Problem description
Report back each line of the data that contains the word "Option".

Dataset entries
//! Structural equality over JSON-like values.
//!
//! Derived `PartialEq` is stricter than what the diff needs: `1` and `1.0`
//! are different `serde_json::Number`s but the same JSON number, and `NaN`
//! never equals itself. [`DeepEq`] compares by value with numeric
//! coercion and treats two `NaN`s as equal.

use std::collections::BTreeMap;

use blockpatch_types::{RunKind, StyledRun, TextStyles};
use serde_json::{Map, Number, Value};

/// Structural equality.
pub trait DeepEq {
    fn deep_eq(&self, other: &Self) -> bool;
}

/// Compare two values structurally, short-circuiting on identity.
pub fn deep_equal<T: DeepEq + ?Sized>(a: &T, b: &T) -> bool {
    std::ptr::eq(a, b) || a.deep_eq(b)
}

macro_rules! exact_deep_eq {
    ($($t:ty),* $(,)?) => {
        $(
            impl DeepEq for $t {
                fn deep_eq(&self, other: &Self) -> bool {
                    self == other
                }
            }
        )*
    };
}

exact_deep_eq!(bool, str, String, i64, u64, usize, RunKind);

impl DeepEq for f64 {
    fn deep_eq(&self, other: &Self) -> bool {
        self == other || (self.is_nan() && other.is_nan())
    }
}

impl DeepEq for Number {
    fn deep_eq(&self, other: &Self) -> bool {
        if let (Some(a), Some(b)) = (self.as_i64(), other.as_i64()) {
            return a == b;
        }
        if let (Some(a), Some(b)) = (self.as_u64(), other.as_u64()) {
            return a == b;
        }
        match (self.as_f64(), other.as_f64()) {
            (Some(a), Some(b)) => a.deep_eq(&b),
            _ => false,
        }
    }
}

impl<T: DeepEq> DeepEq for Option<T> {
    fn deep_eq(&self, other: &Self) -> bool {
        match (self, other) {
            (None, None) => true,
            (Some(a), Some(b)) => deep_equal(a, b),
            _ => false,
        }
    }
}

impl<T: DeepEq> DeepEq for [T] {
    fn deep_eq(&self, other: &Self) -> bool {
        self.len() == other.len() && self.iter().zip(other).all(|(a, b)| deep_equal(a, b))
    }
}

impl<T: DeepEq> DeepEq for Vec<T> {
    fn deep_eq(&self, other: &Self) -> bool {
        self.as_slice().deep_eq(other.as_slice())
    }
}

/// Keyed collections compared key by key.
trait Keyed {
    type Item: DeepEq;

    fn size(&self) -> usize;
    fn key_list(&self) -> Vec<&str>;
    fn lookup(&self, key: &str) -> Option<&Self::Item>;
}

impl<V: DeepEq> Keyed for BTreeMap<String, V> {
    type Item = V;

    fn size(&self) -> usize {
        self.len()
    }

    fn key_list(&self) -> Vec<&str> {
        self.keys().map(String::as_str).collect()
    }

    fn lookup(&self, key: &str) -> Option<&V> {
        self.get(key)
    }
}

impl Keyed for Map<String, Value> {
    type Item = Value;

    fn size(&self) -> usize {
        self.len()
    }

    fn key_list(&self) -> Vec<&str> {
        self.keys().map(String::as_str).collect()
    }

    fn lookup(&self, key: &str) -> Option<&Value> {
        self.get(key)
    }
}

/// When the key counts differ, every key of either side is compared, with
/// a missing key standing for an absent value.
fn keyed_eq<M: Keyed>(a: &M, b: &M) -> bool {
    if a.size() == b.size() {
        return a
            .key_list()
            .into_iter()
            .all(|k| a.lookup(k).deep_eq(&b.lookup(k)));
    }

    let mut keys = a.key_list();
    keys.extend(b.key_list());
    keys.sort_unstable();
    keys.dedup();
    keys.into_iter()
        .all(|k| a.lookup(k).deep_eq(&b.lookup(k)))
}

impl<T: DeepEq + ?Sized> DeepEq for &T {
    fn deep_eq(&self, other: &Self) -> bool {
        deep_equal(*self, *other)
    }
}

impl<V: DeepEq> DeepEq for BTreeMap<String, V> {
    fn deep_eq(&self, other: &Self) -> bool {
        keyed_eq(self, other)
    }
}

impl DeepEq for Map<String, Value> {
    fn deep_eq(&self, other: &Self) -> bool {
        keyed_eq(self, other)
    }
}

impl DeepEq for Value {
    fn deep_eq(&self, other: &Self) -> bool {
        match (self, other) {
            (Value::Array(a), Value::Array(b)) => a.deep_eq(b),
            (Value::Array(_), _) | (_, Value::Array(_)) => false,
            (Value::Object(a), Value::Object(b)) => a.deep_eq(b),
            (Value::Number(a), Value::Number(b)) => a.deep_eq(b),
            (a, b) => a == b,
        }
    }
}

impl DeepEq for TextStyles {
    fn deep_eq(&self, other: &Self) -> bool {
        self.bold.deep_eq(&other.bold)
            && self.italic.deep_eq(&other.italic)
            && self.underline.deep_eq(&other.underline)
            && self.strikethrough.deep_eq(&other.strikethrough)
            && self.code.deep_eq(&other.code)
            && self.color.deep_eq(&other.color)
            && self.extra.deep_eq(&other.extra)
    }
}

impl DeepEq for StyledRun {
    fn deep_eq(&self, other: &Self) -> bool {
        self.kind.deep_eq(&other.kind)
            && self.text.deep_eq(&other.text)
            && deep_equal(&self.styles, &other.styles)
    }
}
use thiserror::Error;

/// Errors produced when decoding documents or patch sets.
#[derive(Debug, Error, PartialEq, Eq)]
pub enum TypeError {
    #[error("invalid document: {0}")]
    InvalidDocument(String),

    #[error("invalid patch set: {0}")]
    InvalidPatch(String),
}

Output for this task
impl<T: DeepEq> DeepEq for Option<T> {
    fn lookup(&self, key: &str) -> Option<&Self::Item>;
    fn lookup(&self, key: &str) -> Option<&V> {
    fn lookup(&self, key: &str) -> Option<&Value> {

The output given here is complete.